Persistence of Posttraumatic Stress in Violently Injured Youth Seen in the Emergency Department

Author Affiliations

From the Divisions of Emergency Medicine (Dr Fein, Mss Gavin and Blanchard, and Mr Huang) and General Pediatrics (Dr Kassam-Adams), the Children's Hospital of Philadelphia, Emergency Department (Dr Datner), the Hospital of the University of Pennsylvania, and Departments of Pediatrics (Dr Fein, Mss Gavin and Blanchard, and Mr Huang), Child and Adolescent Psychiatry (Dr Kassam-Adams), and Emergency Medicine (Dr Datner), the University of Pennsylvania School of Medicine, Philadelphia.

Arch Pediatr Adolesc Med. 2002;156(8):836-840. doi:10.1001/archpedi.156.8.836
Abstract

Objective  To determine if symptoms of posttraumatic stress, initially evaluated in the emergency department (ED) setting, persist over time.

Design  Prospective cohort study.

Setting  Two urban, academic medical center EDs.

Patients  Sixty-nine injured patients, aged 12 to 24 years, were assessed for acute posttraumatic stress symptoms at the time of their enrollment in an ongoing ED-based study of intentional youth violence, and assessed for posttraumatic stress symptoms up to 5 months later.

Main Outcome Measures  The Immediate Stress Reaction Checklist, administered during the ED visit, and the Symptom Checklist of the Child and Adolescent Trauma Survey, administered during routine telephone follow-up.

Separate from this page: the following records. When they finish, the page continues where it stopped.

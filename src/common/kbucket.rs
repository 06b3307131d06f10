//! Recency ordered k-buckets

use std::slice::Iter;

use tracing::{debug, trace};

use crate::common::{shared_prefix_bit_length, Contact, Id};

/// Outcome of offering a contact to a [KBucket] or a
/// [RoutingTable](crate::common::RoutingTable).
#[derive(Debug, Clone, PartialEq)]
pub enum Insertion {
    /// The contact was appended at the tail.
    Inserted,
    /// The contact was already known; it moved to the tail.
    Refreshed,
    /// The bucket is full. Its `head` has to be probed before the
    /// contact can be accepted.
    BucketFull { head: Contact },
    /// The unresponsive head was evicted and the contact took its place.
    Replaced { evicted: Contact },
    /// The head answered its probe, so the contact was not added.
    Rejected,
    /// The contact can never be part of this table (our own id or an id
    /// outside the keyspace).
    Ignored,
}

/// Kbuckets are similar to LRU caches that checks and evicts unresponsive nodes,
/// without dropping any responsive nodes in the process.
#[derive(Debug, Clone)]
pub struct KBucket {
    /// Contacts in the k-bucket, sorted by the least recently seen.
    contacts: Vec<Contact>,
    k: usize,
    splittable: bool,
}

impl KBucket {
    pub fn new(k: usize) -> Self {
        KBucket {
            contacts: Vec::with_capacity(k),
            k,
            splittable: true,
        }
    }

    // === Getters ===

    pub fn len(&self) -> usize {
        self.contacts.len()
    }

    pub fn is_empty(&self) -> bool {
        self.contacts.is_empty()
    }

    pub fn is_full(&self) -> bool {
        self.contacts.len() >= self.k
    }

    /// Maximum number of contacts this bucket holds at rest.
    pub fn capacity(&self) -> usize {
        self.k
    }

    pub fn is_splittable(&self) -> bool {
        self.splittable
    }

    /// Least recently seen contact.
    pub fn head(&self) -> Option<&Contact> {
        self.contacts.first()
    }

    /// Most recently seen contact.
    pub fn tail(&self) -> Option<&Contact> {
        self.contacts.last()
    }

    pub fn iter(&self) -> Iter<'_, Contact> {
        self.contacts.iter()
    }

    pub fn find_contact_by_id(&self, id: &Id) -> Option<&Contact> {
        self.contacts.iter().find(|contact| contact.id() == id)
    }

    pub fn contains(&self, id: &Id) -> bool {
        self.find_contact_by_id(id).is_some()
    }

    // === Public Methods ===

    /// Add a contact at the tail, or move an existing one there.
    ///
    /// Never drops a contact silently: a full bucket answers with
    /// [Insertion::BucketFull] and leaves the decision to
    /// [Self::attempt_eviction].
    pub fn add(&mut self, mut incoming: Contact) -> Insertion {
        if let Some(index) = self.position(incoming.id()) {
            self.contacts.remove(index);
            incoming.seen();
            self.contacts.push(incoming);

            Insertion::Refreshed
        } else if !self.is_full() {
            incoming.seen();
            self.contacts.push(incoming);

            Insertion::Inserted
        } else {
            match self.head() {
                Some(head) => Insertion::BucketFull { head: head.clone() },
                // Only reachable with k = 0.
                None => Insertion::Rejected,
            }
        }
    }

    /// Remove a contact by id. No-op if it is absent.
    pub fn delete(&mut self, id: &Id) -> Option<Contact> {
        self.position(id).map(|index| self.contacts.remove(index))
    }

    /// Freeze this bucket; there is no way back.
    pub fn make_unsplittable(&mut self) {
        self.splittable = false;
    }

    /// Returns `true` if any contact does not share exactly `bucket_index`
    /// leading bits with `local_id`, meaning the contacts belong at different
    /// depths and a split would separate them.
    pub fn is_redistributable(&self, local_id: &Id, bucket_index: usize, bit_length: usize) -> bool {
        self.contacts
            .iter()
            .any(|contact| shared_prefix_bit_length(local_id, contact.id(), bit_length) != bucket_index)
    }

    /// Restore the head-to-tail recency order, oldest first.
    pub fn sort_by_seen(&mut self) {
        self.contacts.sort_by_key(|contact| contact.last_seen());
    }

    /// Refresh the contact with this id in place, without reordering.
    pub fn touch(&mut self, id: &Id) -> bool {
        match self.contacts.iter_mut().find(|contact| contact.id() == id) {
            Some(contact) => {
                contact.seen();
                true
            }
            None => false,
        }
    }

    /// Decide between the head and a `candidate` when the bucket is full.
    ///
    /// `probe` reports whether the head is alive. A live head is refreshed and
    /// the candidate rejected; a dead head is evicted and the candidate
    /// appended. Returns the evicted contact, if any.
    pub fn attempt_eviction<P>(&mut self, candidate: Contact, probe: P) -> Option<Contact>
    where
        P: FnOnce(&Contact) -> bool,
    {
        debug_assert!(self.is_full(), "eviction is only for full buckets");

        if self.contacts.is_empty() {
            // Only reachable with k = 0.
            return None;
        }

        if self.contains(candidate.id()) {
            self.add(candidate);
            return None;
        }

        if probe(&self.contacts[0]) {
            let mut head = self.contacts.remove(0);
            head.seen();

            trace!(head = ?head.id(), candidate = ?candidate.id(), "Head is alive, rejecting candidate");

            self.contacts.push(head);

            None
        } else {
            let evicted = self.contacts.remove(0);

            debug!(evicted = ?evicted.id(), candidate = ?candidate.id(), "Evicted unresponsive head");

            self.contacts.push(candidate);

            debug_assert!(self.contacts.len() <= self.k);

            Some(evicted)
        }
    }

    /// Move every contact sharing more than `bucket_index` bits with
    /// `local_id` into a new bucket, keeping their recency order.
    pub(crate) fn split_off(&mut self, local_id: &Id, bucket_index: usize, bit_length: usize) -> KBucket {
        let (deeper, stay): (Vec<_>, Vec<_>) = self
            .contacts
            .drain(..)
            .partition(|contact| shared_prefix_bit_length(local_id, contact.id(), bit_length) > bucket_index);

        self.contacts = stay;

        KBucket {
            contacts: deeper,
            k: self.k,
            splittable: true,
        }
    }

    // === Private Methods ===

    fn position(&self, id: &Id) -> Option<usize> {
        self.contacts.iter().position(|contact| contact.id() == id)
    }
}

#[cfg(test)]
mod test {
    use std::time::{Duration, Instant};

    use super::*;

    const BIT_LENGTH: usize = 6;
    const K: usize = 8;

    fn contact(id: u64) -> Contact {
        Contact::new(Id::from(id), "", 0)
    }

    fn filled(ids: &[u64]) -> KBucket {
        let mut bucket = KBucket::new(K);

        for id in ids {
            assert_eq!(bucket.add(contact(*id)), Insertion::Inserted);
        }

        bucket
    }

    fn ids(bucket: &KBucket) -> Vec<u64> {
        bucket.iter().map(|c| c.id().low_u64()).collect()
    }

    #[test]
    fn new_bucket() {
        let bucket = KBucket::new(K);

        assert!(bucket.is_empty());
        assert!(bucket.is_splittable());
        assert!(bucket.head().is_none());
        assert!(bucket.tail().is_none());
    }

    #[test]
    fn delete() {
        let mut bucket = filled(&[0]);

        assert!(bucket.delete(&Id::from(1)).is_none());
        assert_eq!(bucket.len(), 1);

        assert!(bucket.delete(&Id::from(0)).is_some());
        assert!(bucket.is_empty());
    }

    #[test]
    fn head_and_tail() {
        let mut bucket = filled(&[0]);
        assert_eq!(bucket.head(), bucket.tail());

        bucket.add(contact(1));
        assert_eq!(bucket.head().unwrap().id(), &Id::from(0));
        assert_eq!(bucket.tail().unwrap().id(), &Id::from(1));
    }

    #[test]
    fn re_adding_moves_to_tail() {
        let mut bucket = filled(&[0, 1, 2]);

        assert_eq!(bucket.add(contact(0)), Insertion::Refreshed);

        assert_eq!(ids(&bucket), vec![1, 2, 0]);
    }

    #[test]
    fn full_bucket_does_not_grow() {
        let mut bucket = filled(&[0, 1, 2, 3, 4, 5, 6, 7]);
        assert!(bucket.is_full());

        let result = bucket.add(contact(8));

        assert_eq!(result, Insertion::BucketFull { head: contact(0) });
        assert_eq!(bucket.len(), K);
        assert!(!bucket.contains(&Id::from(8)));
    }

    #[test]
    fn not_full() {
        assert!(!filled(&[0]).is_full());
    }

    #[test]
    fn find_contact_by_id() {
        let bucket = filled(&[0]);

        assert_eq!(bucket.find_contact_by_id(&Id::from(0)), Some(&contact(0)));
        assert!(bucket.find_contact_by_id(&Id::from(1)).is_none());
    }

    #[test]
    fn make_unsplittable() {
        let mut bucket = KBucket::new(K);
        bucket.make_unsplittable();

        assert!(!bucket.is_splittable());
    }

    #[test]
    fn is_redistributable() {
        let bucket = filled(&[63, 62, 61, 60, 59, 58, 57, 31]);

        assert!(bucket.is_redistributable(&Id::from(0), 0, BIT_LENGTH));
    }

    #[test]
    fn is_not_redistributable() {
        let bucket = filled(&[63, 62, 61, 60, 59, 58, 57, 56]);

        assert!(!bucket.is_redistributable(&Id::from(0), 0, BIT_LENGTH));
    }

    #[test]
    fn sort_by_seen() {
        let mut bucket = filled(&[0, 7]);

        std::thread::sleep(Duration::from_millis(2));
        assert!(bucket.touch(&Id::from(0)));
        bucket.sort_by_seen();

        assert_eq!(bucket.head().unwrap().id(), &Id::from(7));
        assert_eq!(bucket.tail().unwrap().id(), &Id::from(0));
    }

    #[test]
    fn added_contact_is_most_recent() {
        let mut bucket = KBucket::new(K);

        bucket.add(contact(1));
        // Parsed from a response a while ago.
        bucket.add(contact(2).with_last_seen(Instant::now() - Duration::from_secs(5)));
        bucket.sort_by_seen();

        assert_eq!(bucket.head().unwrap().id(), &Id::from(1));
        assert_eq!(bucket.tail().unwrap().id(), &Id::from(2));
    }

    #[test]
    #[cfg(debug_assertions)]
    #[should_panic(expected = "eviction is only for full buckets")]
    fn attempt_eviction_requires_full_bucket() {
        let mut bucket = filled(&[63]);

        bucket.attempt_eviction(contact(62), |_| false);
    }

    #[test]
    fn attempt_eviction_pingable() {
        let mut bucket = filled(&[63, 62, 61, 60, 59, 58, 57, 56]);

        let evicted = bucket.attempt_eviction(contact(55), |head| {
            assert_eq!(head.id(), &Id::from(63));
            true
        });

        assert!(evicted.is_none());
        assert_eq!(bucket.len(), K);
        assert_eq!(bucket.tail().unwrap().id(), &Id::from(63));
        assert_eq!(bucket.head().unwrap().id(), &Id::from(62));
        assert!(!bucket.contains(&Id::from(55)));
    }

    #[test]
    fn attempt_eviction_not_pingable() {
        let mut bucket = filled(&[63, 62, 61, 60, 59, 58, 57, 56]);

        let evicted = bucket.attempt_eviction(contact(55), |_| false);

        assert_eq!(evicted, Some(contact(63)));
        assert_eq!(bucket.len(), K);
        assert_eq!(bucket.tail().unwrap().id(), &Id::from(55));
        assert_eq!(bucket.head().unwrap().id(), &Id::from(62));
        assert!(!bucket.contains(&Id::from(63)));
    }

    #[test]
    fn split_off_keeps_order() {
        let mut bucket = filled(&[63, 31, 62, 15, 61]);

        let deeper = bucket.split_off(&Id::from(0), 0, BIT_LENGTH);

        assert_eq!(ids(&bucket), vec![63, 62, 61]);
        assert_eq!(ids(&deeper), vec![31, 15]);
        assert!(deeper.is_splittable());
    }
}
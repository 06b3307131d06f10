//! In-process [NetworkAdapter] for tests and simulations.

use std::collections::{HashMap, HashSet};
use std::sync::{Arc, PoisonError, RwLock};

use tracing::trace;

use super::NetworkAdapter;
use crate::common::{Contact, Id, RequestSpecific, ResponseSpecific};
use crate::node::WeakNode;
use crate::{Config, Error, Node, Result};

#[derive(Debug, Clone)]
struct MemoryPeer {
    node: WeakNode,
    reachable: bool,
}

/// Delivers requests by calling [Node::handle_request] on the registered
/// recipient directly.
///
/// Peers are held weakly, so a dropped [Node] becomes unreachable on its own.
/// Cloning shares the same set of peers.
#[derive(Debug, Clone, Default)]
pub struct MemoryNetwork {
    peers: Arc<RwLock<HashMap<Id, MemoryPeer>>>,
}

impl MemoryNetwork {
    pub fn new() -> Self {
        Self::default()
    }

    /// Make `node` reachable under its id.
    pub fn register(&self, node: &Node) {
        let peer = MemoryPeer {
            node: node.downgrade(),
            reachable: true,
        };

        self.peers
            .write()
            .unwrap_or_else(PoisonError::into_inner)
            .insert(node.id(), peer);
    }

    pub fn remove(&self, id: &Id) -> bool {
        self.peers
            .write()
            .unwrap_or_else(PoisonError::into_inner)
            .remove(id)
            .is_some()
    }

    /// Simulate a node going offline, or coming back.
    pub fn set_reachable(&self, id: &Id, reachable: bool) -> bool {
        match self
            .peers
            .write()
            .unwrap_or_else(PoisonError::into_inner)
            .get_mut(id)
        {
            Some(peer) => {
                peer.reachable = reachable;
                true
            }
            None => false,
        }
    }

    pub fn len(&self) -> usize {
        self.peers.read().unwrap_or_else(PoisonError::into_inner).len()
    }

    pub fn is_empty(&self) -> bool {
        self.len() == 0
    }
}

impl NetworkAdapter for MemoryNetwork {
    fn request(&self, recipient: &Contact, request: RequestSpecific) -> Result<ResponseSpecific> {
        // Never hold the peers lock while the recipient handles the request,
        // it may well send requests of its own.
        let peer = self
            .peers
            .read()
            .unwrap_or_else(PoisonError::into_inner)
            .get(recipient.id())
            .cloned();

        let node = match peer {
            Some(MemoryPeer { node, reachable: true }) => node.upgrade(),
            _ => None,
        };

        match node {
            Some(node) => Ok(node.handle_request(request)),
            None => {
                trace!(to = ?recipient.id(), "Unreachable peer");
                Err(Error::Unreachable(recipient.address()))
            }
        }
    }
}

/// Create a testnet of Dht nodes sharing one [MemoryNetwork].
#[derive(Debug)]
pub struct Testnet {
    pub network: Arc<MemoryNetwork>,
    pub nodes: Vec<Node>,
}

impl Testnet {
    /// Create `count` nodes with distinct random ids, each bootstrapped from
    /// the first one.
    pub fn new(count: usize, config: Config) -> Result<Testnet> {
        config.validate()?;

        if config.bit_length < usize::BITS as usize && count > 1 << config.bit_length {
            return Err(Error::InvalidConfig(format!(
                "a {} bit keyspace can not hold {count} nodes",
                config.bit_length
            )));
        }

        let network = Arc::new(MemoryNetwork::new());
        let mut ids = HashSet::with_capacity(count);
        let mut nodes: Vec<Node> = Vec::with_capacity(count);

        for i in 0..count {
            let mut id = config.random_id();
            while !ids.insert(id) {
                id = config.random_id();
            }

            let port = 6881u16.wrapping_add(i as u16);
            let contact = Contact::new(id, "127.0.0.1", port);
            let node = Node::new(config.clone(), contact, network.clone())?;

            network.register(&node);

            if let Some(seed) = nodes.first() {
                node.bootstrap(&seed.contact());
            }

            nodes.push(node);
        }

        Ok(Self { network, nodes })
    }
}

Results  Patients in the emergency department reported a range of acute stress symptoms on the Immediate Stress Reaction Checklist, with 25% reporting clinically significant distress. On follow-up assessment, 15% reported significant posttraumatic stress symptoms. The severity of acute stress symptoms was strongly associated with the severity of posttraumatic stress symptoms at follow-up (r = 0.55, P<.005). Age, sex, injury type, and time from injury to follow-up were not associated with the degree of acute stress or posttraumatic stress symptom severity at initial or follow-up assessment.

Conclusion  This study provides preliminary evidence that acute stress symptoms, assessed in the ED in the immediate aftermath of a traumatic injury, are useful indicators of risk for later posttraumatic stress.